- Court: Dane County Circuit Court, Wisconsin
- Full case name: State of Wisconsin v. Kenneth J. Chesebro, Michael A. Roman, & James R. Troupis
- Docket nos.: 2024CF001293, 2024CF001294, 2024CF001295
- Charge: Conspiracy (Forgery), Fraud

Court membership
- Judge sitting: John D. Hyland

= Wisconsin prosecution of fake electors =

Criminal prosecution concerning the Trump fake electors scheme

State of Wisconsin v. Kenneth Chesebro, et al. is a state criminal prosecution concerning the Trump fake electors plot in Wisconsin. The three defendants, Kenneth J. Chesebro, Michael A. Roman, and James R. Troupis, were lawyers and political aides to Donald Trump's 2020 presidential campaign involved in planning and producing fraudulent electoral vote paperwork as part of a plot to replace or nullify the official electoral votes of the state of Wisconsin in the 2020 presidential election. The three defendants were each initially charged with a single count of conspiracy to utter forged official documents as legitimate; subsequently, ten additional charges were added for each defendant, one for each Republican elector who—the prosecution alleges—were defrauded into signing the false paperwork by the accused.

== Background ==

Joe Biden won the 2020 presidential election in Wisconsin, carrying the state by 20,682 votes. His slate of electors in Wisconsin was therefore the official electoral college slate for Wisconsin in the 2020 presidential election, entitled to cast their ten votes for president on December 14, 2020, and have those votes conveyed to and counted by the United States Congress on January 6, 2021.
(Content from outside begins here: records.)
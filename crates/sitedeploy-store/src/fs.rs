use std::io::Write;
use std::path::{Path, PathBuf};

use async_trait::async_trait;
use tempfile::NamedTempFile;
use walkdir::WalkDir;

use crate::error::StorageError;
use crate::storage_traits::{validate_key, BlobStore, ObjectAttributes, StorageResult};

/// Filesystem-backed bucket: each key is a file below `root`.
///
/// Layout: `<root>/<key>` with `/` in the key mapped to directories.
/// Object attributes are not persisted.
#[derive(Debug, Clone)]
pub struct FsBlobStore {
    root: PathBuf,
}

impl FsBlobStore {
    /// Create a new `FsBlobStore` rooted at `root`. Creates `root` if needed.
    pub fn new(root: impl AsRef<Path>) -> StorageResult<Self> {
        let root = root.as_ref().to_path_buf();
        std::fs::create_dir_all(&root)?;
        Ok(Self { root })
    }

    pub fn root(&self) -> &Path {
        &self.root
    }

    fn object_path(&self, key: &str) -> StorageResult<PathBuf> {
        validate_key(key)?;
        Ok(key.split('/').fold(self.root.clone(), |p, seg| p.join(seg)))
    }

    fn write_atomic(path: &Path, data: &[u8]) -> StorageResult<()> {
        let dir = path.parent().ok_or_else(|| StorageError::InvalidKey {
            key: path.display().to_string(),
            reason: "no parent directory".to_string(),
        })?;
        std::fs::create_dir_all(dir)?;

        // Write to a temp file in the same directory, then rename over the target.
        let mut tmp = NamedTempFile::new_in(dir)?;
        tmp.write_all(data)?;
        tmp.persist(path).map_err(|e| e.error)?;
        Ok(())
    }

    fn list_blocking(root: &Path, prefix: Option<&str>) -> StorageResult<Vec<String>> {
        let mut keys = Vec::new();
        for entry in WalkDir::new(root).min_depth(1) {
            let entry = entry?;
            if !entry.file_type().is_file() {
                continue;
            }
            let relative = entry.path().strip_prefix(root).unwrap_or(entry.path());
            let key = relative
                .components()
                .map(|c| c.as_os_str().to_string_lossy())
                .collect::<Vec<_>>()
                .join("/");
            if prefix.map_or(true, |p| key.starts_with(p)) {
                keys.push(key);
            }
        }
        keys.sort();
        Ok(keys)
    }
}

#[async_trait]
impl BlobStore for FsBlobStore {
    async fn put(
        &self,
        key: &str,
        data: &[u8],
        _attributes: &ObjectAttributes,
    ) -> StorageResult<()> {
        let path = self.object_path(key)?;
        let data = data.to_vec();
        tokio::task::spawn_blocking(move || Self::write_atomic(&path, &data))
            .await
            .map_err(|e| StorageError::Backend(e.to_string()))?
    }

    async fn get(&self, key: &str) -> StorageResult<Vec<u8>> {
        let path = self.object_path(key)?;
        tokio::fs::read(&path).await.map_err(|e| {
            if e.kind() == std::io::ErrorKind::NotFound {
                StorageError::NotFound {
                    key: key.to_string(),
                }
            } else {
                StorageError::Io(e)
            }
        })
    }

    async fn delete(&self, key: &str) -> StorageResult<()> {
        let path = self.object_path(key)?;
        match tokio::fs::remove_file(&path).await {
            Ok(()) => Ok(()),
            Err(e) if e.kind() == std::io::ErrorKind::NotFound => Ok(()),
            Err(e) => Err(e.into()),
        }
    }

    async fn list(&self, prefix: Option<&str>) -> StorageResult<Vec<String>> {
        let root = self.root.clone();
        let prefix = prefix.map(str::to_string);
        tokio::task::spawn_blocking(move || Self::list_blocking(&root, prefix.as_deref()))
            .await
            .map_err(|e| StorageError::Backend(e.to_string()))?
    }

    async fn contains(&self, key: &str) -> StorageResult<bool> {
        let path = self.object_path(key)?;
        Ok(tokio::fs::try_exists(&path).await?)
    }
}

#[cfg(test)]
mod tests {
    use super::*;

    fn make_store() -> (tempfile::TempDir, FsBlobStore) {
        let dir = tempfile::tempdir().unwrap();
        let store = FsBlobStore::new(dir.path()).unwrap();
        (dir, store)
    }

    #[tokio::test]
    async fn nested_key_lands_in_subdirectory() {
        let (dir, store) = make_store();
        store
            .put("_app/immutable/a.js", b"js", &ObjectAttributes::default())
            .await
            .unwrap();

        let on_disk = dir.path().join("_app").join("immutable").join("a.js");
        assert_eq!(std::fs::read(on_disk).unwrap(), b"js");
        assert_eq!(store.get("_app/immutable/a.js").await.unwrap(), b"js");
    }

    #[tokio::test]
    async fn put_overwrites_existing_object() {
        let (_dir, store) = make_store();
        let attrs = ObjectAttributes::default();
        store.put("index.html", b"v1", &attrs).await.unwrap();
        store.put("index.html", b"v2", &attrs).await.unwrap();
        assert_eq!(store.get("index.html").await.unwrap(), b"v2");
    }

    #[tokio::test]
    async fn get_missing_returns_not_found() {
        let (_dir, store) = make_store();
        match store.get("nope.txt").await {
            Err(StorageError::NotFound { key }) => assert_eq!(key, "nope.txt"),
            other => panic!("expected NotFound, got {other:?}"),
        }
    }

    #[tokio::test]
    async fn delete_missing_is_noop() {
        let (_dir, store) = make_store();
        store.delete("never-written").await.unwrap();
    }

    #[tokio::test]
    async fn list_is_sorted_and_filtered() {
        let (_dir, store) = make_store();
        let attrs = ObjectAttributes::default();
        for key in ["b.txt", "a/2.txt", "a/1.txt"] {
            store.put(key, b"x", &attrs).await.unwrap();
        }
        assert_eq!(
            store.list(None).await.unwrap(),
            vec!["a/1.txt", "a/2.txt", "b.txt"]
        );
        assert_eq!(store.list(Some("a/")).await.unwrap(), vec!["a/1.txt", "a/2.txt"]);
    }

    #[tokio::test]
    async fn rejects_escaping_keys() {
        let (_dir, store) = make_store();
        let err = store
            .put("../outside", b"x", &ObjectAttributes::default())
            .await
            .unwrap_err();
        assert!(matches!(err, StorageError::InvalidKey { .. }));
    }
}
The incumbent president, Donald Trump, lost the election in Wisconsin and nationally, in both the popular vote and electoral college vote. In the days immediately after the presidential election, in November 2020, employees and allies of the Trump campaign sought to challenge the results of the election through various lawsuits. In the midst of that litigation, Kenneth Chesebro, a Trump campaign lawyer, suggested that the campaign should target the January 6, 2021, counting of electoral votes. For that purpose, he suggested that Trump's Wisconsin electoral slate—which had not been elected by the voters of Wisconsin—should meet anyway on the prescribed date—December 14, 2020—and should cast their votes as though they were the state's official electors, fill out paperwork to that effect, and transmit it to Washington. He conveyed this plan to Jim Troupis, a top legal advisor for Trump's campaign in Wisconsin, and after sharing their plans with other leaders of the Trump campaign, including Mike Roman, they proceed with the plan in Wisconsin and provided a template for similar operations in other states.
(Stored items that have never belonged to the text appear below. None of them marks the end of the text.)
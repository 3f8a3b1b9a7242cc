//! Deploy-time substitution of placeholder values inside built assets.

use serde::{Deserialize, Serialize};

use crate::error::Result;
use crate::file_options::GlobPattern;

/// Replace every `search` with `replace` in files matching `files`.
#[derive(Debug, Clone, PartialEq, Eq, Serialize, Deserialize)]
pub struct ReplaceValue {
    pub files: String,
    pub search: String,
    pub replace: String,
}

/// A [`ReplaceValue`] with its glob compiled.
#[derive(Debug, Clone)]
pub struct CompiledReplace {
    files: GlobPattern,
    search: String,
    replace: String,
}

pub fn compile(values: &[ReplaceValue]) -> Result<Vec<CompiledReplace>> {
    values
        .iter()
        .map(|v| {
            Ok(CompiledReplace {
                files: GlobPattern::new(&v.files)?,
                search: v.search.clone(),
                replace: v.replace.clone(),
            })
        })
        .collect()
}

/// Apply matching substitutions to `data`.
///
/// Non UTF-8 content and empty search strings are left untouched.
pub fn apply(replacements: &[CompiledReplace], path: &str, data: Vec<u8>) -> Vec<u8> {
    let applicable: Vec<_> = replacements
        .iter()
        .filter(|r| !r.search.is_empty() && r.files.matches(path))
        .collect();
    if applicable.is_empty() {
        return data;
    }
    match String::from_utf8(data) {
        Ok(mut text) => {
            for r in applicable {
                if text.contains(&r.search) {
                    text = text.replace(&r.search, &r.replace);
                }
            }
            text.into_bytes()
        }
        Err(e) => e.into_bytes(),
    }
}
Initially, this plan was described as a safeguard to preserve the possibility of sending the votes of Trump's electoral slate as the official electoral votes if the Trump campaign prevailed in one of their legal challenges in state or federal court, but the plot continued even as those legal challenges failed. On November 30, the Wisconsin Elections Commission completed a certification of votes following a recount requested by Trump's campaign. That same day, governor Tony Evers signed a certificate of ascertainment, certifying that the Biden electoral slate had received the most votes and were therefore Wisconsin's official slate of presidential electors for 2020. Trump filed additional lawsuits challenging this certification, but those lawsuits were dismissed by United States District Court for the Eastern District of Wisconsin (on December 11) and the Wisconsin Supreme Court (on the morning of December 14).
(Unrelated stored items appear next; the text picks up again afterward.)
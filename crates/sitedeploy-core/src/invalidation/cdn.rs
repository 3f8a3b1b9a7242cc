//! CDN control-plane client.

use async_trait::async_trait;
use serde::{Deserialize, Serialize};
use tracing::debug;

use crate::error::CdnError;

#[derive(Debug, Clone, Copy, PartialEq, Eq, Serialize, Deserialize)]
pub enum InvalidationStatus {
    InProgress,
    Completed,
}

/// The two CDN operations the orchestrator needs.
#[async_trait]
pub trait CdnClient: Send + Sync {
    /// Issue an invalidation and return its id. Reusing `caller_reference`
    /// returns the invalidation created by the first call.
    async fn create_invalidation(
        &self,
        distribution_id: &str,
        paths: &[String],
        caller_reference: &str,
    ) -> Result<String, CdnError>;

    async fn invalidation_status(
        &self,
        distribution_id: &str,
        invalidation_id: &str,
    ) -> Result<InvalidationStatus, CdnError>;
}

/// Where the CDN API lives.
#[derive(Debug, Clone, PartialEq, Eq, Serialize, Deserialize)]
pub struct CdnConfig {
    pub endpoint: String,
    #[serde(default)]
    pub token: Option<String>,
}

impl CdnConfig {
    pub const ENDPOINT_ENV: &'static str = "SITEDEPLOY_CDN_ENDPOINT";
    pub const TOKEN_ENV: &'static str = "SITEDEPLOY_CDN_TOKEN";

    pub fn new(endpoint: &str) -> Self {
        Self {
            endpoint: endpoint.trim_end_matches('/').to_string(),
            token: None,
        }
    }

    pub fn with_token(mut self, token: &str) -> Self {
        self.token = Some(token.to_string());
        self
    }

    /// Read `SITEDEPLOY_CDN_ENDPOINT` and `SITEDEPLOY_CDN_TOKEN`.
    pub fn from_env() -> Option<Self> {
        let endpoint = std::env::var(Self::ENDPOINT_ENV).ok()?;
        let mut config = Self::new(&endpoint);
        config.token = std::env::var(Self::TOKEN_ENV).ok();
        Some(config)
    }
}

#[derive(Serialize)]
#[serde(rename_all = "camelCase")]
struct CreateInvalidationRequest<'a> {
    paths: &'a [String],
    caller_reference: &'a str,
}

#[derive(Deserialize)]
struct InvalidationBody {
    id: String,
    status: InvalidationStatus,
}

/// JSON-over-HTTP client for a CDN control API.
///
/// `POST {endpoint}/distributions/{id}/invalidations` creates an
/// invalidation; `GET {endpoint}/distributions/{id}/invalidations/{inv}`
/// reports its status.
#[derive(Debug, Clone)]
pub struct HttpCdnClient {
    config: CdnConfig,
    http: reqwest::Client,
}

impl HttpCdnClient {
    pub fn new(config: CdnConfig) -> Result<Self, CdnError> {
        let http = reqwest::Client::builder()
            .user_agent(concat!("sitedeploy/", env!("CARGO_PKG_VERSION")))
            .build()?;
        Ok(Self { config, http })
    }

    fn url(&self, distribution_id: &str, rest: &str) -> String {
        format!(
            "{}/distributions/{}/invalidations{}",
            self.config.endpoint, distribution_id, rest
        )
    }

    fn authorize(&self, req: reqwest::RequestBuilder) -> reqwest::RequestBuilder {
        match &self.config.token {
            Some(token) => req.bearer_auth(token),
            None => req,
        }
    }

    async fn read_body(
        resp: reqwest::Response,
        not_found: impl FnOnce() -> CdnError,
    ) -> Result<InvalidationBody, CdnError> {
        let status = resp.status();
        if status == reqwest::StatusCode::NOT_FOUND {
            return Err(not_found());
        }
        if !status.is_success() {
            let body = resp.text().await.unwrap_or_default();
            return Err(CdnError::Rejected {
                status: status.as_u16(),
                body,
            });
        }
        Ok(resp.json().await?)
    }
}

#[async_trait]
impl CdnClient for HttpCdnClient {
    async fn create_invalidation(
        &self,
        distribution_id: &str,
        paths: &[String],
        caller_reference: &str,
    ) -> Result<String, CdnError> {
        let req = self
            .http
            .post(self.url(distribution_id, ""))
            .json(&CreateInvalidationRequest {
                paths,
                caller_reference,
            });
        let resp = self.authorize(req).send().await?;
        let body = Self::read_body(resp, || {
            CdnError::DistributionNotFound(distribution_id.to_string())
        })
        .await?;
        debug!(distribution_id, invalidation_id = %body.id, "created invalidation");
        Ok(body.id)
    }

    async fn invalidation_status(
        &self,
        distribution_id: &str,
        invalidation_id: &str,
    ) -> Result<InvalidationStatus, CdnError> {
        let req = self
            .http
            .get(self.url(distribution_id, &format!("/{invalidation_id}")));
        let resp = self.authorize(req).send().await?;
        let body = Self::read_body(resp, || {
            CdnError::InvalidationNotFound(invalidation_id.to_string())
        })
        .await?;
        Ok(body.status)
    }
}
At noon on December 14, 2020, Wisconsin's ten legitimate presidential electors met at the Wisconsin State Capitol, cast their votes for Joe Biden and Kamala Harris, and signed paperwork conveying their votes to the United States Congress and the National Archives and Records Administration. At the same time, in another part of the Capitol, nine of the ten Trump electors met, elected a tenth elector to fill the vacancy of the missing tenth elector, then signed paperwork provided by Chesebro attesting that they were the "duly elected and qualified Electors for President and Vice President of the United States of America from the State of Wisconsin", and asserting their ten votes should be counted for Donald Trump and Mike Pence.

The fraudulent paperwork was passed to U.S. Senator Ron Johnson and his chief of staff. They then attempted to convey the paperwork to Vice President Mike Pence before the certification of electoral votes on January 6, 2021, but Pence staff refused the documents. Following the riot which disrupted the counting of electoral votes on January 6, the fraudulent elector scheme was brought to light by journalists and the January 6 committee investigation.

===Other litigation===
Following investigations, the fraudulent elector scheme resulted in criminal charges in four other states. Chesebro was subpoenaed by a grand jury in Fulton County, Georgia, in July 2022. In August 2023, he was one of eighteen people indicted for his role in the alleged racketeering conspiracy by Fulton County district attorney Fani Willis. Chesebro reached a plea agreement with Fulton County prosecutors on October 20, 2023, pleading guilty to a single felony count of conspiracy to file false documents, and received five years probation.

Chesebro was identified as an unindicted co-conspirator in the federal prosecution of Donald Trump for allegedly leading the conspiracy to defraud the United States and obstruct the counting of electoral votes. He was also then listed as an unindicted co-conspirator in the Arizona prosecution of fake electors in 2023. In July 2023, Michigan Attorney General Dana Nessel indicted Michigan's 16 false electors, then in December 2023, a Nevada grand jury also indicted conspirators involved in the fake elector plot.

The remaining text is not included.